Because the SELECT API is used, the data is retrieved from a table through Hive 
or another supported Spark store, and not from a standalone Avro file. We could 
then potentially leverage Spark-specific metadata stored with the Hive table 
and provide this context to the deserializer.

Or we can change the Spark schema type from SHORT/BYTE to INT, like what 
SparkSQL does in the 
[HiveExternalCatalog|https://github.com/apache/spark/blob/4df8512b11dc9cc3a179fd5ccedf91af1f3fc6ee/sql/hive/src/main/scala/org/apache/spark/sql/hive/HiveExternalCatalog.scala#L821].

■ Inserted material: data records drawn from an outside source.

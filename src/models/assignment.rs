//! Assignment model and related types

use chrono::{DateTime, NaiveDate, Utc};
use serde::{Deserialize, Serialize};
use sqlx::FromRow;
use utoipa::{IntoParams, ToSchema};
use uuid::Uuid;
use validator::Validate;

use super::enums::{AssignmentState, Location, ReturnRequestState};

/// Assignment row from database
#[derive(Debug, Clone, Serialize, FromRow, ToSchema)]
#[serde(rename_all = "camelCase")]
pub struct Assignment {
    pub id: Uuid,
    pub asset_id: Uuid,
    pub assigned_id_to: Uuid,
    pub assigned_id_by: Uuid,
    pub assigned_date: NaiveDate,
    pub note: Option<String>,
    pub location: Location,
    pub state: AssignmentState,
    pub returned_on: Option<DateTime<Utc>>,
    pub is_deleted: bool,
    pub created_on: DateTime<Utc>,
}

/// Assignment with asset and user details for display
#[derive(Debug, Clone, Serialize, FromRow, ToSchema)]
#[serde(rename_all = "camelCase")]
pub struct AssignmentDetails {
    pub id: Uuid,
    pub asset_id: Uuid,
    pub asset_code: String,
    pub asset_name: String,
    pub specification: Option<String>,
    pub assigned_id_to: Uuid,
    /// Username of the assignee
    pub assigned_to: String,
    pub assigned_id_by: Uuid,
    /// Username of the admin who made the assignment
    pub assigned_by: String,
    pub assigned_date: NaiveDate,
    pub note: Option<String>,
    pub location: Location,
    pub state: AssignmentState,
    pub return_request_state: Option<ReturnRequestState>,
    pub created_on: DateTime<Utc>,
}

/// Create assignment request
#[derive(Debug, Deserialize, Validate, ToSchema)]
#[serde(rename_all = "camelCase")]
pub struct CreateAssignment {
    #[validate(required(message = "Asset is required."))]
    pub asset_id: Option<Uuid>,
    #[validate(required(message = "Assigned to user is required."))]
    pub assigned_id_to: Option<Uuid>,
    #[validate(required(message = "Assigned by user is required."))]
    pub assigned_id_by: Option<Uuid>,
    #[validate(required(message = "Assigned date is required."))]
    pub assigned_date: Option<NaiveDate>,
    #[validate(length(max = 600, message = "Note must be at most 600 characters."))]
    pub note: Option<String>,
}

/// Edit assignment request; same rules as creation, `assigned_id_by` is the editing admin
pub type EditAssignment = CreateAssignment;

/// Assignment fields once validation has passed
#[derive(Debug, Clone, PartialEq)]
pub struct AssignmentDraft {
    pub asset_id: Uuid,
    pub assigned_id_to: Uuid,
    pub assigned_id_by: Uuid,
    pub assigned_date: NaiveDate,
    /// Trimmed; empty notes become `None`
    pub note: Option<String>,
}

impl CreateAssignment {
    /// Run the declarative rules and extract the required fields
    pub fn into_draft(self) -> Result<AssignmentDraft, validator::ValidationErrors> {
        self.validate()?;
        match (self.asset_id, self.assigned_id_to, self.assigned_id_by, self.assigned_date) {
            (Some(asset_id), Some(assigned_id_to), Some(assigned_id_by), Some(assigned_date)) => {
                Ok(AssignmentDraft {
                    asset_id,
                    assigned_id_to,
                    assigned_id_by,
                    assigned_date,
                    note: self
                        .note
                        .map(|n| n.trim().to_string())
                        .filter(|n| !n.is_empty()),
                })
            }
            // validate() already rejected missing fields
            _ => Err(validator::ValidationErrors::new()),
        }
    }
}

/// Change assignment state request
#[derive(Debug, Deserialize, ToSchema)]
#[serde(rename_all = "camelCase")]
pub struct ChangeAssignmentState {
    pub new_state: AssignmentState,
}

/// Row to insert, built by the service from a draft
#[derive(Debug, Clone, PartialEq)]
pub struct NewAssignment {
    pub id: Uuid,
    pub asset_id: Uuid,
    pub assigned_id_to: Uuid,
    pub assigned_id_by: Uuid,
    pub assigned_date: NaiveDate,
    pub note: Option<String>,
    pub location: Location,
    pub created_by: String,
}

/// Which assignments a listing is about
#[derive(Debug, Clone, Copy, PartialEq, Eq)]
pub enum AssignmentScope {
    /// Everything an admin of this location manages
    Location(Location),
    /// What one staff member holds; declined assignments are left out
    Assignee(Uuid),
}

/// Filters handed to the assignments repository
#[derive(Debug, Clone, PartialEq)]
pub struct AssignmentFilter {
    pub scope: AssignmentScope,
    pub search: Option<String>,
    pub state: Option<AssignmentState>,
    pub assigned_date: Option<NaiveDate>,
}

/// Assignment list query parameters (admin view)
#[derive(Debug, Deserialize, IntoParams)]
#[serde(rename_all = "camelCase")]
#[into_params(parameter_in = Query)]
pub struct AssignmentQuery {
    /// Location managed by the requesting admin
    pub location: Location,
    /// Matches asset code, asset name, assigned-by or assigned-to username
    pub search: Option<String>,
    pub state: Option<AssignmentState>,
    /// Exact calendar date (YYYY-MM-DD)
    pub assigned_date: Option<NaiveDate>,
    pub page_index: Option<i64>,
    pub page_size: Option<i64>,
    /// assetCode, assetName, assignedTo, assignedBy, assignedDate or state
    pub order_by: Option<String>,
    pub is_descending: Option<bool>,
}

/// Assignment list query parameters (one staff member's view)
#[derive(Debug, Deserialize, IntoParams)]
#[serde(rename_all = "camelCase")]
#[into_params(parameter_in = Query)]
pub struct UserAssignmentQuery {
    pub search: Option<String>,
    pub state: Option<AssignmentState>,
    pub assigned_date: Option<NaiveDate>,
    pub page_index: Option<i64>,
    pub page_size: Option<i64>,
    pub order_by: Option<String>,
    pub is_descending: Option<bool>,
}
//! Uniform response envelope for single-item operations

use serde::Serialize;

/// `{succeeded, message, errors, data}` wrapper returned by every non-paged endpoint
#[derive(Debug, Serialize)]
#[serde(rename_all = "camelCase")]
pub struct ApiResponse<T> {
    pub succeeded: bool,
    pub message: Option<String>,
    pub errors: Vec<String>,
    pub data: Option<T>,
}

impl<T> ApiResponse<T> {
    pub fn success(data: T, message: impl Into<String>) -> Self {
        Self {
            succeeded: true,
            message: Some(message.into()),
            errors: Vec::new(),
            data: Some(data),
        }
    }

    pub fn data(data: T) -> Self {
        Self {
            succeeded: true,
            message: None,
            errors: Vec::new(),
            data: Some(data),
        }
    }

    pub fn failure(message: impl Into<String>, errors: Vec<String>) -> Self {
        Self {
            succeeded: false,
            message: Some(message.into()),
            errors,
            data: None,
        }
    }
}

> IncompatibleSchemaException when selecting data from table stored from a 
> DataFrame in Avro format with BYTE/SHORT
> -----------------------------------------------------------------------------------------------------------------
>
>                 Key: SPARK-39075
>                 URL: https://issues.apache.org/jira/browse/SPARK-39075
>             Project: Spark
>          Issue Type: Bug
>          Components: SQL
>    Affects Versions: 3.2.1
>            Reporter: xsys
>            Priority: Major
>
> h3. Describe the bug
> We are trying to save a table constructed through a DataFrame with the 
> {{Avro}} data format. The table contains {{ByteType}} or {{ShortType}} as 
> part of the schema.
> When we {{INSERT}} some valid values (e.g. {{{}-128{}}}) and {{SELECT}} from 
> the table, we expect it to give back the inserted value. However, we instead 
> get an {{IncompatibleSchemaException}} from the {{{}AvroDeserializer{}}}.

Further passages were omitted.